O conceito iluminista de autonomia, que adquire centralidade em Kant,
foi essencial para o desenvolvimento da sociedade e da educação desde a
modernidade. Kant propôs uma educação a partir da metafísica da
subjetividade como uma ética aplicada, formulou tal sentido por meio de
uma fundamentação filosófica racionalizada de autodeterminação e
autonomia. Para ele, o homem guiado pela sua razão universal, agindo por
dever, segundo o imperativo categórico, é auto-responsável e autônomo,
enquanto o homem sensível que recebe influências externas à razão, é o
homem em condição de heteronomia. Em Paulo Freire a autonomia ganha um
sentido sócio-político-pedagógico, cabe à educação formar o homem
consciente e crítico, capaz de transformar as estruturas opressoras e
alienantes, capaz de transformar as condições concretas de heteronomia.

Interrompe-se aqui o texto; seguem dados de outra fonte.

//! Runaway Valentine - a question with a Yes button and a No button that runs away
//!
//! Core modules:
//! - `sim`: Deterministic interaction model (evasion geometry, timers, reveal sequence)
//! - `platform`: Browser/native layout probing
//! - `tuning`: Data-driven tunables with JSON overrides
//! - `messages`: Default escape message pools

pub mod messages;
pub mod platform;
pub mod sim;
pub mod tuning;

pub use platform::{FixedLayout, LayoutProbe};
pub use sim::{Layout, Scene, SceneEvent, SceneInput};
pub use tuning::{Tuning, TuningError};

use glam::Vec2;

/// Interaction configuration constants (defaults for `Tuning`)
pub mod consts {
    /// Pointer distance (px, at scale 1.0) that makes the No button flee
    pub const ESCAPE_RADIUS: f32 = 80.0;
    /// Idle time after the last escape before the button walks back home
    pub const RETURN_DELAY_MS: f64 = 3000.0;
    /// How long an escape quip stays on screen
    pub const MESSAGE_VISIBLE_MS: f64 = 1200.0;
    /// How long the broken-heart flash lasts
    pub const DISTRESS_VISIBLE_MS: f64 = 300.0;
    /// Chance that an escape flashes the broken heart
    pub const DISTRESS_CHANCE: f64 = 0.3;

    /// Keep-out margin from the viewport edges (px)
    pub const VIEWPORT_PADDING: f32 = 20.0;

    /// Retreat distance range (px)
    pub const RETREAT_MIN: f32 = 150.0;
    pub const RETREAT_MAX: f32 = 250.0;
    /// Circular hop radius range (px)
    pub const CIRCLE_RADIUS_MIN: f32 = 100.0;
    pub const CIRCLE_RADIUS_MAX: f32 = 200.0;
    /// Zigzag ranges (px); vertical is a small jitter
    pub const ZIGZAG_HORIZONTAL_MIN: f32 = 150.0;
    pub const ZIGZAG_HORIZONTAL_MAX: f32 = 250.0;
    pub const ZIGZAG_VERTICAL_MAX: f32 = 60.0;
    /// Rotation added per escape (degrees, random sign)
    pub const ROTATION_STEP_MIN: f32 = 10.0;
    pub const ROTATION_STEP_MAX: f32 = 30.0;
    /// Largest rotation step a tuning override may ask for
    pub const MAX_ROTATION_STEP: f32 = 360.0;

    /// Scale bounds shared by both buttons
    pub const MIN_SCALE: f32 = 0.3;
    pub const MAX_SCALE: f32 = 2.0;
    /// Scale change per capture of the No button
    pub const SCALE_STEP: f32 = 0.05;

    /// Escapes after which the No button switches to desperate quips
    pub const DESPERATE_THRESHOLD: u32 = 10;
    /// Escapes before the counter badge appears
    pub const COUNTER_VISIBLE_AFTER: u32 = 3;
    /// Escapes before the afterimage trail appears
    pub const TRAIL_VISIBLE_AFTER: u32 = 5;

    /// Reveal schedule, measured from the Yes click (ms)
    pub const REVEAL_DELAYS_MS: [f64; 3] = [1500.0, 5000.0, 8000.0];
    /// Letter schedule, measured from opening the envelope (ms)
    pub const LETTER_DELAYS_MS: [f64; 2] = [1500.0, 2500.0];

    /// Smallest viewport the layout is designed for
    pub const MIN_VIEWPORT_WIDTH: f32 = 320.0;
    pub const MIN_VIEWPORT_HEIGHT: f32 = 480.0;
}

/// Normalized angle in degrees to (-180, 180]
#[inline]
pub fn normalize_degrees(angle: f32) -> f32 {
    let wrapped = (angle + 180.0).rem_euclid(360.0) - 180.0;
    if wrapped <= -180.0 { 180.0 } else { wrapped }
}

/// Convert polar (r, theta) to cartesian (x, y)
#[inline]
pub fn polar_to_cartesian(r: f32, theta: f32) -> Vec2 {
    Vec2::new(r * theta.cos(), r * theta.sin())
}
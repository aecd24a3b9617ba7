use thiserror::Error;

pub type Result<T> = std::result::Result<T, WatchError>;

#[derive(Error, Debug)]
pub enum WatchError {
    #[error("IO error: {0}")]
    Io(#[from] std::io::Error),
    #[error("Path error: {0}")]
    Path(String),
    #[error("Parsing error: {0}")]
    Parse(String),
    #[error("Storage error: {0} {1}")]
    Storage(String, String),
    #[error("Network error: {0}")]
    Http(#[from] reqwest::Error),
    #[error("Invalid URL: {0}")]
    Url(#[from] url::ParseError),
    #[error("every {0} strategy missed")]
    ChainExhausted(&'static str),
    #[error("authentication required: {0}")]
    AuthenticationRequired(String),
    #[error("could not persist avatar: {0}")]
    ArtifactWrite(String),
    #[error("browser unavailable: {0}")]
    BrowserUnavailable(String),
    #[error(transparent)]
    Other(#[from] anyhow::Error),
}

impl From<serde_json::Error> for WatchError {
    fn from(e: serde_json::Error) -> Self {
        Self::Parse(e.to_string())
    }
}
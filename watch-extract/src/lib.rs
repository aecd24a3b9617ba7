pub mod auth;
pub mod avatar;
pub mod count;
pub mod hires;
pub mod stats;

use std::time::Duration;

use async_trait::async_trait;
use serde_json::Value;
use url::Url;

use watch_error::Result;

/// Outcome of a single extraction strategy. Absence is a value the
/// chain keeps folding over, not an error.
#[derive(Debug, Clone, Copy, PartialEq, Eq)]
pub enum Extraction<T> {
    Found(T),
    NotFound,
}

impl<T> Extraction<T> {
    pub fn is_found(&self) -> bool {
        matches!(self, Extraction::Found(_))
    }

    pub fn found(self) -> Option<T> {
        match self {
            Extraction::Found(value) => Some(value),
            Extraction::NotFound => None,
        }
    }
}

impl<T> From<Option<T>> for Extraction<T> {
    fn from(option: Option<T>) -> Self {
        match option {
            Some(value) => Extraction::Found(value),
            None => Extraction::NotFound,
        }
    }
}

/// Capability surface of a loaded profile page. The extraction chains
/// depend only on these operations, never on how the page got there.
#[async_trait]
pub trait PageSurface: Send + Sync {
    /// Navigate to the page, settling any interstitial the adapter
    /// knows how to dismiss.
    async fn goto(&self, url: &Url) -> Result<()>;

    /// Address the navigation actually landed on, after any redirects.
    async fn current_url(&self) -> Result<Url>;

    /// Raw markup of the current page.
    async fn markup(&self) -> Result<String>;

    /// Attribute value from the first matching element that carries it.
    async fn attr_first(&self, selector: &str, attr: &str) -> Result<Option<String>>;

    /// Attribute values from every matching element that carries one.
    async fn attr_all(&self, selector: &str, attr: &str) -> Result<Vec<String>>;

    /// Rendered text of every element matching the selector.
    async fn text_all(&self, selector: &str) -> Result<Vec<String>>;

    /// Evaluate a script against the live page, if the surface has one.
    async fn eval(&self, script: &str) -> Result<Value>;

    /// PNG screenshot of the current viewport.
    async fn screenshot(&self) -> Result<Vec<u8>>;

    /// Release the underlying session.
    async fn close(&mut self) -> Result<()>;
}

/// Bounded waits for strategies that read dynamically rendered content.
/// A budget caps how long a single strategy keeps re-probing; it never
/// re-runs a finished chain.
#[derive(Debug, Clone, Copy, PartialEq, Eq)]
pub struct ChainBudgets {
    pub avatar: Duration,
    pub stats: Duration,
    pub step: Duration,
}

impl Default for ChainBudgets {
    fn default() -> Self {
        ChainBudgets {
            avatar: Duration::from_secs(12),
            stats: Duration::from_secs(8),
            step: Duration::from_millis(400),
        }
    }
}

impl ChainBudgets {
    /// Zero budgets. Every polling strategy gets exactly one probe.
    pub fn none() -> Self {
        ChainBudgets {
            avatar: Duration::ZERO,
            stats: Duration::ZERO,
            step: Duration::ZERO,
        }
    }
}
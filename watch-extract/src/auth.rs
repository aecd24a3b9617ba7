use crate::PageSurface;

/// DOM signatures that mean the viewer landed on a credential wall
/// instead of the profile. Probed before any extraction chain runs so
/// a walled page never reads as an empty profile.
const AUTH_WALL_PROBES: [(&str, &str, &str); 2] = [
    ("input[name='password']", "name", "password input"),
    ("form#loginForm", "id", "login form"),
];

/// Path segments a logged-out redirect lands on, most specific first.
const LOGIN_PATH_PREFIXES: [&str; 2] = ["/accounts/login", "/login"];

/// Probe for a login wall. Returns the matched signature, if any.
/// The DOM is checked first, then the address the navigation landed
/// on. Probe errors count as "no wall seen"; the chains decide what
/// an unreadable page means.
pub async fn detect_auth_wall(surface: &dyn PageSurface) -> Option<String> {
    for (selector, attr, signature) in AUTH_WALL_PROBES {
        match surface.attr_first(selector, attr).await {
            Ok(Some(_)) => {
                log::warn!("authentication wall detected: {signature}");
                return Some(signature.to_string());
            }
            Ok(None) => {}
            Err(err) => log::debug!("auth probe {selector} failed: {err}"),
        }
    }
    match surface.current_url().await {
        Ok(url) if is_login_path(url.path()) => {
            log::warn!("authentication wall detected: landed on {}", url.path());
            Some("login path".to_string())
        }
        Ok(_) => None,
        Err(err) => {
            log::debug!("landing url check failed: {err}");
            None
        }
    }
}

/// Whole-segment prefix match, so a profile named "loginns" never
/// reads as a wall.
fn is_login_path(path: &str) -> bool {
    LOGIN_PATH_PREFIXES.iter().any(|prefix| {
        path.strip_prefix(prefix)
            .map_or(false, |rest| rest.is_empty() || rest.starts_with('/'))
    })
}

Essa obra tematiza, a partir de Kant e Freire, aspectos de uma educação
que vise superar as heteronomias do nosso tempo e formar para a
autonomia. Para tal, analisamos a concepção de autonomia de cada autor,
as heteronomias contra as quais se voltam, as confluências e
dissonâncias entre ambos os autores, bem como, as heranças kantianas
indiretas presentes em Freire. Em oposição às correntes tecnicistas,
abordamos a educação como formação da totalidade do humano, por isso
também analisamos os aspectos políticos, éticos e estéticos envolvidos
na proposta de educação para a autonomia dos autores. Ao tratarmos da
formação estética abordamos Schiller, que é um continuador da obra de
Kant e que, juntamente com Freire, mostra-nos a importância de, ao
falarmos de autonomia, não pensarmos ética e estética como opostas.